In the inner-city of Johannesburg, the majority of local people are hostile to FMs, instead of considering them as effective residents of the city. For this reason, FMs complain that they are marginalised, discriminated against, and excluded from the city's life. This trend is in some extent `legitimated' by some public institutions and private companies, which deny to the FMs their right to work by refusing to hire them because of their refugee or asylum seeker permits. And yet, the section 26 of the 1998 Refugee Act states that they may work everywhere in South Africa (SA, 1998).

Access to the health care also is a challenge for FMs (particularly asylum seekers), as this basic right is denied to them in some public health facilities, contrary to what is stated in section 26 of the 1998 Refugee Act and in section 27 of the Bill of rights (SA, 1998 and SA,

1996).
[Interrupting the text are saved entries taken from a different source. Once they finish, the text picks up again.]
use std::{fmt, ops};

/// Per-entry behavior bits (spec §3/§6). `READ` and `WRITE` are mutually
/// exclusive on one entry; unrecognized bits are preserved (callers may use
/// the high bits for their own bookkeeping) but must not collide with the
/// ones named here.
#[derive(Copy, Clone, PartialEq, Eq, PartialOrd, Ord, Default)]
pub struct Flags(u32);

const READ: u32 = 0b0000_0001;
const WRITE: u32 = 0b0000_0010;
const PERIODIC: u32 = 0b0000_0100;
const SOCKET: u32 = 0b0000_1000;
const REMOVE_AT_POWEROFF: u32 = 0b0001_0000;

impl Flags {
    #[inline]
    pub fn empty() -> Flags {
        Flags(0)
    }

    #[inline]
    pub fn read() -> Flags {
        Flags(READ)
    }

    #[inline]
    pub fn write() -> Flags {
        Flags(WRITE)
    }

    #[inline]
    pub fn periodic() -> Flags {
        Flags(PERIODIC)
    }

    #[inline]
    pub fn socket() -> Flags {
        Flags(SOCKET)
    }

    #[inline]
    pub fn remove_at_poweroff() -> Flags {
        Flags(REMOVE_AT_POWEROFF)
    }

    #[inline]
    pub fn is_read(self) -> bool {
        self.contains(Flags(READ))
    }

    #[inline]
    pub fn is_write(self) -> bool {
        self.contains(Flags(WRITE))
    }

    #[inline]
    pub fn is_periodic(self) -> bool {
        self.contains(Flags(PERIODIC))
    }

    #[inline]
    pub fn is_socket(self) -> bool {
        self.contains(Flags(SOCKET))
    }

    #[inline]
    pub fn is_remove_at_poweroff(self) -> bool {
        self.contains(Flags(REMOVE_AT_POWEROFF))
    }

    #[inline]
    pub fn contains(self, other: Flags) -> bool {
        (self & other) == other
    }

    #[inline]
    pub fn insert(&mut self, other: Flags) {
        self.0 |= other.0;
    }

    /// Normalizes a device registration's read/write bit per spec §4.2:
    /// neither bit set defaults to `READ`. Returns `None` if both are set
    /// (programmer error — `READ` and `WRITE` are mutually exclusive).
    pub fn normalized_device_direction(self) -> Option<Flags> {
        if self.is_read() && self.is_write() {
            return None;
        }
        if !self.is_read() && !self.is_write() {
            return Some(self | Flags::read());
        }
        Some(self)
    }
}

impl ops::BitOr for Flags {
    type Output = Flags;

    #[inline]
    fn bitor(self, other: Flags) -> Flags {
        Flags(self.0 | other.0)
    }
}

impl ops::BitAnd for Flags {
    type Output = Flags;

    #[inline]
    fn bitand(self, other: Flags) -> Flags {
        Flags(self.0 & other.0)
    }
}

impl fmt::Debug for Flags {
    fn fmt(&self, fmt: &mut fmt::Formatter) -> fmt::Result {
        let mut one = false;
        let named = [
            (Flags(READ), "READ"),
            (Flags(WRITE), "WRITE"),
            (Flags(PERIODIC), "PERIODIC"),
            (Flags(SOCKET), "SOCKET"),
            (Flags(REMOVE_AT_POWEROFF), "REMOVE_AT_POWEROFF"),
        ];

        write!(fmt, "Flags {{")?;
        for &(flag, name) in &named {
            if self.contains(flag) {
                if one {
                    write!(fmt, " | ")?;
                }
                write!(fmt, "{}", name)?;
                one = true;
            }
        }
        write!(fmt, "}}")
    }
}

#[cfg(test)]
mod test {
    use super::Flags;

    #[test]
    fn device_direction_defaults_to_read() {
        let normalized = Flags::empty().normalized_device_direction().unwrap();
        assert!(normalized.is_read());
        assert!(!normalized.is_write());
    }

    #[test]
    fn read_and_write_together_is_rejected() {
        let both = Flags::read() | Flags::write();
        assert!(both.normalized_device_direction().is_none());
    }
}
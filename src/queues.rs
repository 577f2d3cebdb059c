use std::sync::Arc;
use std::time::{Duration, Instant};

use crate::class::ClassSet;
use crate::entry::{CallbackFn, Entry};
use crate::flags::Flags;

/// Timers, sorted ascending by `fire_time`. Insertion is a linear scan to
/// find the insertion point (spec §4.4): the expected timer count is small,
/// the queue is touched from one thread, and the sort order is exactly what
/// the sweep in `crate::dispatcher` needs to walk.
#[derive(Default)]
pub struct TimerQueue {
    entries: Vec<Entry>,
}

impl TimerQueue {
    pub fn new() -> TimerQueue {
        TimerQueue { entries: Vec::new() }
    }

    pub fn len(&self) -> usize {
        self.entries.len()
    }

    pub fn is_empty(&self) -> bool {
        self.entries.is_empty()
    }

    pub fn iter(&self) -> impl Iterator<Item = &Entry> {
        self.entries.iter()
    }

    /// Inserts `entry` at the position that keeps the queue sorted by
    /// `fire_time`, ties broken by insertion order (spec §5: "ties broken by
    /// list order, first inserted fires first").
    pub fn insert(&mut self, entry: Entry) {
        let fire_time = entry.fire_time().expect("timer entry registered without a fire_time");
        let pos = self
            .entries
            .iter()
            .position(|e| e.fire_time().expect("timer entry without fire_time") > fire_time)
            .unwrap_or(self.entries.len());
        entry.set_on_queue(true);
        self.entries.insert(pos, entry);
    }

    /// Removes the first entry whose registration identity matches, per
    /// spec §4.3.
    pub fn remove_matching(
        &mut self,
        class_set: ClassSet,
        flags: Flags,
        function: CallbackFn,
        client_data: *mut (),
    ) -> Option<Entry> {
        let idx = self
            .entries
            .iter()
            .position(|e| e.matches_identity(class_set, flags, function, client_data))?;
        let entry = self.entries.remove(idx);
        entry.set_on_queue(false);
        Some(entry)
    }

    /// Earliest `fire_time` among entries whose class set intersects
    /// `class`, or `None` if no such timer exists (spec §4.4, "peeking the
    /// next due time").
    pub fn next_due_for_class(&self, class: ClassSet) -> Option<Instant> {
        self.entries
            .iter()
            .find(|e| e.class_set.intersects(class))
            .and_then(|e| e.fire_time())
    }

    /// Spec §4.5 step 2: scans from the head while `fire_time <= now +
    /// slop`, stopping as soon as an entry exceeds that bound (the queue is
    /// sorted, so nothing further can qualify either). Among entries within
    /// the bound, returns the first whose class matches `class` and whose
    /// `fire_time <= now` or which is periodic, detaching it from the
    /// queue. The dispatcher is expected to call this repeatedly, re-arming
    /// and reinserting periodic entries between calls, until it returns
    /// `None`.
    pub fn take_next_fireable(&mut self, now: Instant, slop: Duration, class: ClassSet) -> Option<Entry> {
        let deadline = now + slop;
        let mut target = None;
        for (idx, entry) in self.entries.iter().enumerate() {
            let fire_time = entry.fire_time().expect("timer entry without fire_time");
            if fire_time > deadline {
                break;
            }
            if entry.class_set.intersects(class) && (fire_time <= now || entry.flags.is_periodic()) {
                target = Some(idx);
                break;
            }
        }
        let idx = target?;
        let entry = self.entries.remove(idx);
        entry.set_on_queue(false);
        Some(entry)
    }
}

/// Device and main-loop entries share the same "unordered bag" shape (spec
/// §2: "device (unordered)", "main-loop (unordered)"); this is the one
/// structure behind both `Queues::device` and `Queues::main_loop`.
#[derive(Default)]
pub struct UnorderedQueue {
    entries: Vec<Entry>,
}

impl UnorderedQueue {
    pub fn new() -> UnorderedQueue {
        UnorderedQueue { entries: Vec::new() }
    }

    pub fn len(&self) -> usize {
        self.entries.len()
    }

    pub fn is_empty(&self) -> bool {
        self.entries.is_empty()
    }

    pub fn iter(&self) -> impl Iterator<Item = &Entry> {
        self.entries.iter()
    }

    pub fn push(&mut self, entry: Entry) {
        entry.set_on_queue(true);
        self.entries.push(entry);
    }

    pub fn remove_matching(
        &mut self,
        class_set: ClassSet,
        flags: Flags,
        function: CallbackFn,
        client_data: *mut (),
    ) -> Option<Entry> {
        let idx = self
            .entries
            .iter()
            .position(|e| e.matches_identity(class_set, flags, function, client_data))?;
        let entry = self.entries.remove(idx);
        entry.set_on_queue(false);
        Some(entry)
    }

    /// Detaches a specific entry by pointer identity, used by the
    /// dispatcher after firing a non-periodic entry found via a snapshot.
    pub fn detach(&mut self, entry: &Entry) -> bool {
        if let Some(idx) = self.entries.iter().position(|e| Arc::ptr_eq(e, entry)) {
            self.entries.remove(idx);
            entry.set_on_queue(false);
            true
        } else {
            false
        }
    }

    /// Bumps a reference (by cloning the `Arc`) on every entry whose class
    /// set intersects `class`, in queue order — the snapshot step of spec
    /// §4.5 step 1.
    pub fn snapshot_for_class(&self, class: ClassSet) -> Vec<Entry> {
        self.entries
            .iter()
            .filter(|e| e.class_set.intersects(class))
            .cloned()
            .collect()
    }
}

/// The three queues keyed by event type (spec §2's "Queues" component).
#[derive(Default)]
pub struct Queues {
    pub timer: TimerQueue,
    pub device: UnorderedQueue,
    pub main_loop: UnorderedQueue,
}

impl Queues {
    pub fn new() -> Queues {
        Queues::default()
    }
}
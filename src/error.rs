use std::io;

use thiserror::Error;

/// Internal, matchable backend errors (spec §7's taxonomy for
/// platform-transient vs. platform-fatal conditions). Not part of the
/// public API: `poll_backend`/`run_loop_backend` match on these to decide
/// whether to log-and-continue or escalate to `Diagnostics::fatal`; callers
/// only ever see `io::Error` or a `RegisterStatus`.
#[derive(Debug, Error)]
pub enum BackendError {
    #[error("i/o error: {0}")]
    Io(#[from] io::Error),

    /// The wait primitive reported an invalid handle/descriptor — usually a
    /// benign race between an in-flight `remove` and a wait that already
    /// had the old registration loaded (spec §7, "platform-transient").
    #[error("invalid handle")]
    InvalidHandle,

    /// A per-class slot table, or a platform wait-primitive slot table, is
    /// full (spec §4.2 / §4.7).
    #[error("resource exhausted")]
    Exhausted,
}

impl From<BackendError> for io::Error {
    fn from(err: BackendError) -> io::Error {
        match err {
            BackendError::Io(io_err) => io_err,
            BackendError::InvalidHandle => io::Error::new(io::ErrorKind::NotFound, err.to_string()),
            BackendError::Exhausted => io::Error::new(io::ErrorKind::Other, err.to_string()),
        }
    }
}

/// `register`'s return code (spec §6: `{SUCCESS, INSUFFICIENT_RESOURCES, ERROR}`).
#[derive(Debug, Clone, Copy, PartialEq, Eq)]
pub enum RegisterStatus {
    Success,
    InsufficientResources,
}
Apart from that, FMs face many other challenges such as police harassment, illegal

detentions, xenophobia, and unemployment.
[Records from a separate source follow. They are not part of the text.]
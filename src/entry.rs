use std::fmt;
use std::os::unix::io::RawFd;
use std::sync::Arc;
use std::time::{Duration, Instant};

use parking_lot::Mutex;

use crate::class::ClassSet;
use crate::flags::Flags;

/// The scheduler never calls through a closure vtable: a registration is a
/// plain function pointer plus an opaque data pointer, exactly as the spec's
/// `function`/`client_data` pair describes. This is what makes `remove`'s
/// identity match (function pointer identity, data pointer identity)
/// expressible at all — a `Box<dyn FnMut()>` has no stable identity to
/// compare against. Callers get the opaque pointer back uninterpreted; it is
/// their responsibility to know what it points to.
pub type CallbackFn = fn(*mut ());

/// The event-type discriminant, carrying its type-specific payload instead
/// of a generic `info` field read differently per `type` (spec §9, "dispatch
/// by discriminant, not by per-field sentinels").
#[derive(Copy, Clone, Debug)]
pub enum Kind {
    Timer { period: Duration },
    Device { fd: RawFd },
    MainLoop,
}

impl Kind {
    pub fn is_timer(&self) -> bool {
        matches!(self, Kind::Timer { .. })
    }

    pub fn is_device(&self) -> bool {
        matches!(self, Kind::Device { .. })
    }

    pub fn is_main_loop(&self) -> bool {
        matches!(self, Kind::MainLoop)
    }

    pub fn fd(&self) -> Option<RawFd> {
        match *self {
            Kind::Device { fd } => Some(fd),
            _ => None,
        }
    }
}

/// Mutable bookkeeping that changes across an Entry's lifetime without
/// touching its registration identity.
#[derive(Debug, Default)]
struct State {
    on_queue: bool,
    fire_time: Option<Instant>,
}

/// The scheduler's record for one registered callback (spec §3). `ref_count`
/// from the spec is not a field here: it is `Arc::strong_count`, since
/// "bump a reference before firing, drop it after" is exactly what cloning
/// and dropping an `Arc` does. An `Entry` is an `Arc<EntryData>`; cloning one
/// for a dispatcher snapshot *is* the refcount bump the spec requires.
/// A caller-supplied lock the dispatcher holds for the duration of one fire
/// (spec §6: `register(..., lock=none)`). Mirrors the source's optional
/// per-callback critical section; most registrations pass `None`.
pub type EntryLock = Arc<Mutex<()>>;

pub struct EntryData {
    pub class_set: ClassSet,
    pub flags: Flags,
    pub function: CallbackFn,
    pub client_data: *mut (),
    pub kind: Kind,
    pub lock: Option<EntryLock>,
    state: Mutex<State>,
}

// Safety: `client_data` is an opaque token the registering caller controls.
// The scheduler never dereferences it; it only ever passes it back to
// `function`. Entries cross threads under RunLoopBackend's re-entrant lock
// (crate::run_loop_backend) and are otherwise confined to the loop thread,
// so no concurrent dereference of the pointee is introduced by the
// scheduler itself.
unsafe impl Send for EntryData {}
unsafe impl Sync for EntryData {}

pub type Entry = Arc<EntryData>;

impl EntryData {
    fn new(
        class_set: ClassSet,
        flags: Flags,
        function: CallbackFn,
        client_data: *mut (),
        kind: Kind,
        lock: Option<EntryLock>,
    ) -> Entry {
        Arc::new(EntryData {
            class_set,
            flags,
            function,
            client_data,
            kind,
            lock,
            state: Mutex::new(State {
                on_queue: true,
                fire_time: None,
            }),
        })
    }

    pub fn new_timer(
        class_set: ClassSet,
        flags: Flags,
        function: CallbackFn,
        client_data: *mut (),
        period: Duration,
        fire_time: Instant,
        lock: Option<EntryLock>,
    ) -> Entry {
        let entry = EntryData::new(class_set, flags, function, client_data, Kind::Timer { period }, lock);
        entry.state.lock().fire_time = Some(fire_time);
        entry
    }

    pub fn new_device(
        class_set: ClassSet,
        flags: Flags,
        function: CallbackFn,
        client_data: *mut (),
        fd: RawFd,
    ) -> Entry {
        EntryData::new(class_set, flags, function, client_data, Kind::Device { fd }, None)
    }

    pub fn new_main_loop(
        class_set: ClassSet,
        flags: Flags,
        function: CallbackFn,
        client_data: *mut (),
    ) -> Entry {
        EntryData::new(class_set, flags, function, client_data, Kind::MainLoop, None)
    }

    pub fn is_on_queue(&self) -> bool {
        self.state.lock().on_queue
    }

    pub fn set_on_queue(&self, on_queue: bool) {
        self.state.lock().on_queue = on_queue;
    }

    pub fn fire_time(&self) -> Option<Instant> {
        self.state.lock().fire_time
    }

    pub fn set_fire_time(&self, fire_time: Instant) {
        self.state.lock().fire_time = Some(fire_time);
    }

    pub fn period(&self) -> Option<Duration> {
        match self.kind {
            Kind::Timer { period } => Some(period),
            _ => None,
        }
    }

    /// Re-arms a periodic timer per spec §4.5: `fire_time := now + period`.
    /// Panics if called on a non-timer entry — a dispatcher bug, not a
    /// caller-facing condition.
    pub fn rearm(&self, now: Instant) {
        let period = self.period().expect("rearm called on a non-timer entry");
        self.set_fire_time(now + period);
    }

    /// The identity the spec's `remove` matches on: class-set identity,
    /// flags identity, function pointer identity, data pointer identity.
    pub fn matches_identity(&self, class_set: ClassSet, flags: Flags, function: CallbackFn, client_data: *mut ()) -> bool {
        self.class_set == class_set
            && self.flags == flags
            && self.function == function
            && self.client_data == client_data
    }
}

impl fmt::Debug for EntryData {
    fn fmt(&self, fmt: &mut fmt::Formatter) -> fmt::Result {
        fmt.debug_struct("EntryData")
            .field("class_set", &self.class_set)
            .field("flags", &self.flags)
            .field("kind", &self.kind)
            .field("on_queue", &self.is_on_queue())
            .finish()
    }
}

#[cfg(test)]
mod test {
    use super::*;

    fn noop(_: *mut ()) {}

    #[test]
    fn identity_match_requires_every_field() {
        let entry = EntryData::new_main_loop(ClassSet::universal(), Flags::empty(), noop, std::ptr::null_mut());
        assert!(entry.matches_identity(ClassSet::universal(), Flags::empty(), noop, std::ptr::null_mut()));
        assert!(!entry.matches_identity(ClassSet::universal(), Flags::read(), noop, std::ptr::null_mut()));
    }

    #[test]
    fn rearm_advances_fire_time_by_period() {
        let now = Instant::now();
        let entry = EntryData::new_timer(
            ClassSet::universal(),
            Flags::periodic(),
            noop,
            std::ptr::null_mut(),
            Duration::from_micros(10_000),
            now,
            None,
        );
        entry.rearm(now);
        assert_eq!(entry.fire_time(), Some(now + Duration::from_micros(10_000)));
    }
}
Despite all these challenges facing FMs, the City of Johannesburg (CoJ) and the national

government (NG) pay little attention to the circumstances experienced by FMs in the inner city.
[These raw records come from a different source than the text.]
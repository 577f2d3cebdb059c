use std::cmp;
use std::io;
use std::os::unix::io::RawFd;
use std::sync::atomic::{AtomicBool, Ordering};
use std::sync::Arc;
use std::time::Duration;

use crate::class::ClassSet;
use crate::clock::Clock;
use crate::config::SchedulerConfig;
use crate::core::Core;
use crate::diagnostics::Diagnostics;
use crate::entry::Entry;
use crate::epoll::Ready;
use crate::error::BackendError;

fn exit_requested(exit_flag: Option<&AtomicBool>) -> bool {
    exit_flag.map(|flag| flag.load(Ordering::SeqCst)).unwrap_or(false)
}

/// Spec §7's platform-transient/platform-fatal split for whatever the wait
/// primitive reports. `NotFound` mirrors the convention `poll_backend`'s
/// `sync_interest` already uses for a descriptor racing an in-flight
/// removal; `Interrupted` (EINTR) is the same kind of benign, retry-worthy
/// condition for a blocking wait. Anything else is unexpected.
fn classify_wait_error(err: io::Error) -> BackendError {
    match err.kind() {
        io::ErrorKind::NotFound | io::ErrorKind::Interrupted => BackendError::InvalidHandle,
        _ => BackendError::from(err),
    }
}

/// Calls the entry's callback, holding its optional caller-supplied lock
/// for the duration (spec §6, `register(..., lock=none)`).
fn fire(entry: &Entry) {
    match &entry.lock {
        Some(lock) => {
            let _guard = lock.lock();
            (entry.function)(entry.client_data);
        }
        None => (entry.function)(entry.client_data),
    }
}

/// Detaches a non-periodic device entry from the device queue and every
/// class's `ReadinessIndex` slot it was registered under (spec §4.3 applied
/// implicitly on fire, mirroring "on fire of a non-periodic entry, the
/// Entry is detached").
fn retire_device_entry(core: &mut Core, entry: &Entry) {
    let fd = entry.kind.fd().expect("retire_device_entry called on a non-device entry");
    let is_write = entry.flags.is_write();
    core.queues.device.detach(entry);
    for class in entry.class_set.classes() {
        core.readiness.remove(class, fd, is_write);
    }
}

/// One pass of the loop at class-set `pumped` (spec §4.5). `wait_for_readiness`
/// is the backend's wait primitive: given a timeout, it returns the
/// waitables that became ready (or none, on timeout). Returns once the pass
/// completes or the exit flag fires.
pub fn run_pass(
    core: &mut Core,
    clock: &dyn Clock,
    config: &SchedulerConfig,
    diagnostics: &Diagnostics,
    pumped: ClassSet,
    timeout: Duration,
    exit_flag: Option<&AtomicBool>,
    run_loop: bool,
    mut wait_for_readiness: impl FnMut(Duration) -> io::Result<Vec<(RawFd, Ready)>>,
) -> io::Result<()> {
    loop {
        if exit_requested(exit_flag) {
            return Ok(());
        }

        // Step 1: main-loop queue. Snapshotted up front per spec §4.5 step 1
        // so registering a new main-loop entry mid-pass doesn't extend this
        // pass; but an earlier callback may have since `remove`d a
        // not-yet-fired entry out of the snapshot's tail, so re-check
        // `is_on_queue` before firing each one (spec §8 invariant 3, S4).
        let snapshot = core.queues.main_loop.snapshot_for_class(pumped);
        for entry in snapshot {
            if exit_requested(exit_flag) {
                return Ok(());
            }
            if !entry.is_on_queue() {
                continue;
            }
            if !entry.flags.is_periodic() {
                core.queues.main_loop.detach(&entry);
            }
            fire(&entry);
        }

        if exit_requested(exit_flag) {
            return Ok(());
        }

        // Step 2: timer queue sweep. Restart from the head after every fire
        // so a callback that registers/removes timers sees a consistent
        // queue (spec §4.5 step 2).
        loop {
            let now = clock.now();
            let due = core.queues.timer.take_next_fireable(now, config.slop, pumped);
            let entry = match due {
                Some(entry) => entry,
                None => break,
            };

            if entry.flags.is_periodic() {
                entry.rearm(now);
                core.queues.timer.insert(entry.clone());
            }
            fire(&entry);

            if exit_requested(exit_flag) {
                return Ok(());
            }
        }

        if exit_requested(exit_flag) {
            return Ok(());
        }

        // Step 3: wait for readiness, budgeted against the nearest due
        // timer in the pumped class set.
        let now = clock.now();
        let wait_for = match core.queues.timer.next_due_for_class(pumped) {
            Some(fire_time) if fire_time > now => cmp::min(timeout, fire_time - now),
            Some(_) => Duration::ZERO,
            None => timeout,
        };

        let ready = loop {
            if exit_requested(exit_flag) {
                return Ok(());
            }
            match wait_for_readiness(wait_for) {
                Ok(ready) => break ready,
                Err(err) => match classify_wait_error(err) {
                    BackendError::InvalidHandle => {
                        diagnostics.transient("wait primitive reported an invalid handle; re-reading the wait set");
                    }
                    other => dump_device_queue_and_abort(core, diagnostics, &other),
                },
            }
        };

        if exit_requested(exit_flag) {
            return Ok(());
        }

        // Step 4: readiness firing.
        for (fd, raw_readiness) in ready {
            let mut readiness = raw_readiness;
            if readiness.is_error() || readiness.is_hup() {
                readiness.insert(Ready::readable());
                readiness.insert(Ready::writable());
            }

            // The same Entry may sit in several classes' slots for this fd
            // (register_device fans it out to every class in its
            // class_set); dedupe by pointer identity so a pass that pumps
            // several overlapping classes still fires each entry at most
            // once (spec §8 invariant 4).
            let mut readers: Vec<Entry> = Vec::new();
            let mut writers: Vec<Entry> = Vec::new();
            for class in pumped.classes() {
                let slot = match core.readiness.slot(class, fd) {
                    Some(slot) => slot,
                    None => continue,
                };
                if readiness.is_readable() {
                    if let Some(reader) = slot.reader() {
                        if !readers.iter().any(|e| Arc::ptr_eq(e, reader)) {
                            readers.push(reader.clone());
                        }
                    }
                }
                if readiness.is_writable() {
                    if let Some(writer) = slot.writer() {
                        if !writers.iter().any(|e| Arc::ptr_eq(e, writer)) {
                            writers.push(writer.clone());
                        }
                    }
                }
            }

            for entry in readers.into_iter().chain(writers) {
                if exit_requested(exit_flag) {
                    return Ok(());
                }
                if !entry.flags.is_periodic() {
                    retire_device_entry(core, &entry);
                }
                fire(&entry);
            }
        }

        if !run_loop {
            return Ok(());
        }

        if exit_requested(exit_flag) {
            return Ok(());
        }
    }
}

/// Spec §7's platform-fatal path: an unexpected wait-primitive error dumps
/// the full DEVICE queue (handle, flags, refcount, queued?, valid?) before
/// aborting, mirroring `PollDumpDeviceQueue` in
/// `original_source/lib/bora/pollDefault/pollDefault.c`, which checks
/// descriptor validity with `fcntl(fd, F_GETFD)` on POSIX.
fn dump_device_queue_and_abort(core: &Core, diagnostics: &Diagnostics, err: &BackendError) -> ! {
    let mut dump = format!("wait primitive returned an unexpected error: {}\n", err);
    for entry in core.queues.device.iter() {
        let fd = entry.kind.fd().unwrap_or(-1);
        let valid = unsafe { libc::fcntl(fd, libc::F_GETFD) } >= 0;
        dump.push_str(&format!(
            "  fd {} flags {:?} refcount {} on_queue {} valid {}\n",
            fd,
            entry.flags,
            Arc::strong_count(entry),
            entry.is_on_queue(),
            valid,
        ));
    }
    diagnostics.fatal(&dump)
}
This study examined the potential of the Johannesburg's CSOs and their ability to contribute

to the social transformation of the inner city by facilitating a greater social justice for FMs and

by influencing CoJ to create structures that will allow Johannesburg to become a `just city', accordingly to Susan Fainstein's (2005) conceptualisation of the just city. For this reason, this study attempted to answer the main and subsidiary research questions which are presented below:

Main Research Question

What role can CSOs play in facilitating greater social justice for Africa's FMs living in the inner city of Johannesburg?

Subsidiary Questions

1. What roles are the Johannesburg's inner city CSOs currently performing with regards to

FMs?

2. How are these CSOs structured and funded?

3. How do FMs know about these CSOs?

4. Where are these CSOs located?

5. Who participates in their programmes?

6. What is social justice and why is it important for the CoJ?